Brief Case Study: The Salt Satyagraha

The purpose of the following brief case study is to highlight the type of political game Gandhi was playing. It reveals how Gandhi was, like grandmasters playing chess, simultaneously trying to achieve both positional as well as combinational goals. Furthermore, this study reveals how Gandhi was able to create programs to achieve clear and narrow goals within the framework of his plans to achieve positional goals. The role of sacrifice is also explored via this study.

The Salt Satyagraha took place from March 1930 to March 1931. It started off in Bombay but gradually spread to all parts of India.

Comparison of chess and Gandhiji’s strategy

Clear and narrow goal:

Removal of the Salt Acts that provided for the government monopoly on salt

 

Combinational Goal:

Revenue realized from the Salt Tax amounted to $25,000,000 out of total revenue of $800,000,000. These laws were held to be a hardship on the people.

 

Over-riding goal:

Weaken the resolve of the British to stay in India by reducing the benefits they receive (positional goal of independence.)

 

 Positional goal:

Improve the situation of the Indian population by reducing the taxes they pay (positional goal of sarvodya. More long-term than independence.)

 

Program:

The program used to achieve the aforementioned combinational goal is as follows:

First, he got all the volunteers to sign papers saying that they or their families would not hold Gandhi or his party responsible for what may happen.

Second, research was done to figure out just how much of a loss the British would suffer with the loss of this tax. Also, research was also conducted of the benefits accruing to the Indian people. These facts were heavily advertised to the respective constituencies.

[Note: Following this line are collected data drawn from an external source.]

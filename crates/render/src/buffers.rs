use glam::Vec3;
use tidewater_common::Viewport;
use tidewater_shade::BufferSampler;

/// Full-screen buffers written by the scene pass and read by later passes.
///
/// Row-major, one entry per pixel. Pixels without geometry keep `hit == false`
/// and a depth of 1.
#[derive(Debug, Clone)]
pub struct SceneBuffers {
    viewport: Viewport,
    pub color: Vec<Vec3>,
    pub depth: Vec<f32>,
    pub position: Vec<Vec3>,
    pub normal: Vec<Vec3>,
    pub hit: Vec<bool>,
}

impl SceneBuffers {
    pub fn new(viewport: Viewport) -> Self {
        let mut buffers = Self {
            viewport,
            color: Vec::new(),
            depth: Vec::new(),
            position: Vec::new(),
            normal: Vec::new(),
            hit: Vec::new(),
        };
        buffers.clear();
        buffers
    }

    pub fn viewport(&self) -> Viewport {
        self.viewport
    }

    /// Reallocate for a new size. Returns `false` if the size is unchanged.
    pub fn resize(&mut self, viewport: Viewport) -> bool {
        if viewport == self.viewport {
            return false;
        }
        self.viewport = viewport;
        self.clear();
        true
    }

    pub fn clear(&mut self) {
        let n = self.viewport.pixel_count();
        self.color.clear();
        self.color.resize(n, Vec3::ZERO);
        self.depth.clear();
        self.depth.resize(n, 1.0);
        self.position.clear();
        self.position.resize(n, Vec3::ZERO);
        self.normal.clear();
        self.normal.resize(n, Vec3::Y);
        self.hit.clear();
        self.hit.resize(n, false);
    }

    pub fn index(&self, x: u32, y: u32) -> usize {
        y as usize * self.viewport.width as usize + x as usize
    }

    pub fn sampler(&self) -> BufferSampler<'_> {
        BufferSampler {
            width: self.viewport.width,
            height: self.viewport.height,
            color: &self.color,
            depth: &self.depth,
        }
    }
}

#[cfg(test)]
mod tests {
    use super::*;
    use glam::Vec2;
    use tidewater_shade::TextureSampler;

    #[test]
    fn resize_reallocates_and_clears() {
        let mut buffers = SceneBuffers::new(Viewport::new(4, 2));
        assert_eq!(buffers.color.len(), 8);
        buffers.color[3] = Vec3::ONE;
        assert!(!buffers.resize(Viewport::new(4, 2)));
        assert_eq!(buffers.color[3], Vec3::ONE);
        assert!(buffers.resize(Viewport::new(3, 3)));
        assert_eq!(buffers.depth, vec![1.0; 9]);
        assert!(buffers.hit.iter().all(|h| !h));
    }

    #[test]
    fn sampler_reads_pixel_under_uv() {
        let viewport = Viewport::new(4, 2);
        let mut buffers = SceneBuffers::new(viewport);
        let i = buffers.index(2, 1);
        buffers.color[i] = Vec3::X;
        buffers.depth[i] = 0.25;
        let sampler = buffers.sampler();
        assert_eq!(sampler.scene_color(viewport.pixel_uv(2, 1)), Vec3::X);
        assert_eq!(sampler.scene_depth(viewport.pixel_uv(2, 1)), 0.25);
        assert_eq!(sampler.scene_depth(Vec2::ZERO), 1.0);
    }
}
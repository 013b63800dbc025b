//! Scene loading with progress reporting.
//!
//! A load reports zero or more [`LoadEvent::Progress`] events followed by
//! exactly one terminal `Success` or `Failure`. Failures are not retried.

use std::collections::HashMap;
use std::io::Read;
use std::path::PathBuf;

use crate::error::AssetError;
use crate::scene::{SceneData, SceneFile};
use crate::tag::TaggingPolicy;

const CHUNK: usize = 64 * 1024;

#[derive(Debug)]
pub enum LoadEvent {
    /// Fraction of the load completed, in `[0, 1]`.
    Progress(f32),
    Success(SceneData),
    Failure(AssetError),
}

impl LoadEvent {
    pub fn is_terminal(&self) -> bool {
        !matches!(self, LoadEvent::Progress(_))
    }
}

pub trait AssetLoader {
    fn load(&self, identifier: &str, on_event: &mut dyn FnMut(LoadEvent));
}

/// Run a load to completion, keeping only the terminal event.
pub fn load_scene(loader: &dyn AssetLoader, identifier: &str) -> Result<SceneData, AssetError> {
    let mut outcome = None;
    loader.load(identifier, &mut |event| match event {
        LoadEvent::Progress(_) => {}
        LoadEvent::Success(scene) => outcome = Some(Ok(scene)),
        LoadEvent::Failure(err) => outcome = Some(Err(err)),
    });
    outcome.unwrap_or_else(|| Err(AssetError::NotFound(identifier.to_string())))
}

fn finish(file: Result<SceneFile, AssetError>, policy: &TaggingPolicy) -> LoadEvent {
    match file.and_then(|f| SceneData::resolve(f, policy)) {
        Ok(scene) => LoadEvent::Success(scene),
        Err(err) => {
            tracing::warn!(%err, "scene load failed");
            LoadEvent::Failure(err)
        }
    }
}

/// Loads scene JSON files relative to a root directory.
#[derive(Debug, Clone)]
pub struct FileLoader {
    root: PathBuf,
    policy: TaggingPolicy,
}

impl FileLoader {
    pub fn new(root: impl Into<PathBuf>) -> Self {
        Self {
            root: root.into(),
            policy: TaggingPolicy::default(),
        }
    }

    pub fn with_policy(mut self, policy: TaggingPolicy) -> Self {
        self.policy = policy;
        self
    }

    fn read(
        &self,
        identifier: &str,
        on_event: &mut dyn FnMut(LoadEvent),
    ) -> Result<SceneFile, AssetError> {
        let path = self.root.join(identifier);
        let mut file = std::fs::File::open(&path).map_err(|err| match err.kind() {
            std::io::ErrorKind::NotFound => AssetError::NotFound(path.display().to_string()),
            _ => AssetError::Io(err),
        })?;
        let total = file.metadata()?.len();
        let mut data = Vec::with_capacity(total as usize);
        let mut chunk = vec![0u8; CHUNK];
        loop {
            let n = file.read(&mut chunk)?;
            if n == 0 {
                break;
            }
            data.extend_from_slice(&chunk[..n]);
            if total > 0 {
                on_event(LoadEvent::Progress(
                    (data.len() as f64 / total as f64).min(1.0) as f32,
                ));
            }
        }
        Ok(serde_json::from_slice(&data)?)
    }
}

impl AssetLoader for FileLoader {
    fn load(&self, identifier: &str, on_event: &mut dyn FnMut(LoadEvent)) {
        let _span = tracing::info_span!("load_scene", identifier).entered();
        on_event(LoadEvent::Progress(0.0));
        let file = self.read(identifier, on_event);
        if file.is_ok() {
            on_event(LoadEvent::Progress(1.0));
        }
        on_event(finish(file, &self.policy));
    }
}

/// Serves scene JSON from memory.
#[derive(Debug, Clone, Default)]
pub struct MemoryLoader {
    scenes: HashMap<String, String>,
    policy: TaggingPolicy,
}

impl MemoryLoader {
    pub fn new() -> Self {
        Self::default()
    }

    pub fn insert(&mut self, identifier: impl Into<String>, json: impl Into<String>) {
        self.scenes.insert(identifier.into(), json.into());
    }

    pub fn insert_scene(
        &mut self,
        identifier: impl Into<String>,
        scene: &SceneFile,
    ) -> Result<(), AssetError> {
        self.insert(identifier, serde_json::to_string(scene)?);
        Ok(())
    }
}

impl AssetLoader for MemoryLoader {
    fn load(&self, identifier: &str, on_event: &mut dyn FnMut(LoadEvent)) {
        on_event(LoadEvent::Progress(0.0));
        let file = self
            .scenes
            .get(identifier)
            .ok_or_else(|| AssetError::NotFound(identifier.to_string()))
            .and_then(|json| SceneFile::from_json(json));
        if file.is_ok() {
            on_event(LoadEvent::Progress(1.0));
        }
        on_event(finish(file, &self.policy));
    }
}
/// Errors from asset operations.
#[derive(Debug, thiserror::Error)]
pub enum AssetError {
    #[error("IO error: {0}")]
    Io(#[from] std::io::Error),
    #[error("asset not found: {0}")]
    NotFound(String),
    #[error("JSON error: {0}")]
    Json(#[from] serde_json::Error),
    #[error("mesh `{name}` is invalid: {reason}")]
    InvalidMesh { name: String, reason: String },
}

Third, Gandhi informed Lord Irvin, the Viceroy on March 2, 1930 that he along with his co-workers would non-violently disregard the provisions of the Salt Acts and walk to the sea to make salt. They would then inform the Indian population and get them to do the same all across the nation. This would go on till the Salt Acts were removed.

 

Plan:

The Salt Satyagraha fit in very well with Gandhi’s long-term goals that he was trying to achieve via the positional style. That is, this movement, though, did not stray from the parameters outlined in his plan to achieve independence and improve the life of Indian citizens. Gandhi believed that the truth/the right way (satya) was that Indians should not be taxed if they were not the ones receiving the benefits. As the British had a different opinion of satya, violence was not a viable option. Hence, suffering via sacrifices would have to be endured to achieve the goals.

 

Sacrifice:

While this movement was very successful, it was only after considerable sacrifice by its participants. Many were killed and thousands were arrested before the goal was achieved. That is, Gandhi’s positional value had increased and the specific combinational goal of the removal of the Salt Act had also been achieved.

 

Conclusion

Gandhi can easily be considered of the sharpest thinkers of all time as well as a profound chess player. He went beyond the style of today’s grandmasters that have both plans and programs in their game. Furthermore, they are playing both combination ally to achieve specific goals and at the same time playing position ally to improve their position. Gandhi had to deal with all this duality in a more complex setting. The presence of literally millions of pieces, the stakes being higher than that of a normal chess game, etc. Only further highlighted his brilliance. He was able to procure his goals by thinking straight and using good judgment. He will always be remembered and respected for his achievements.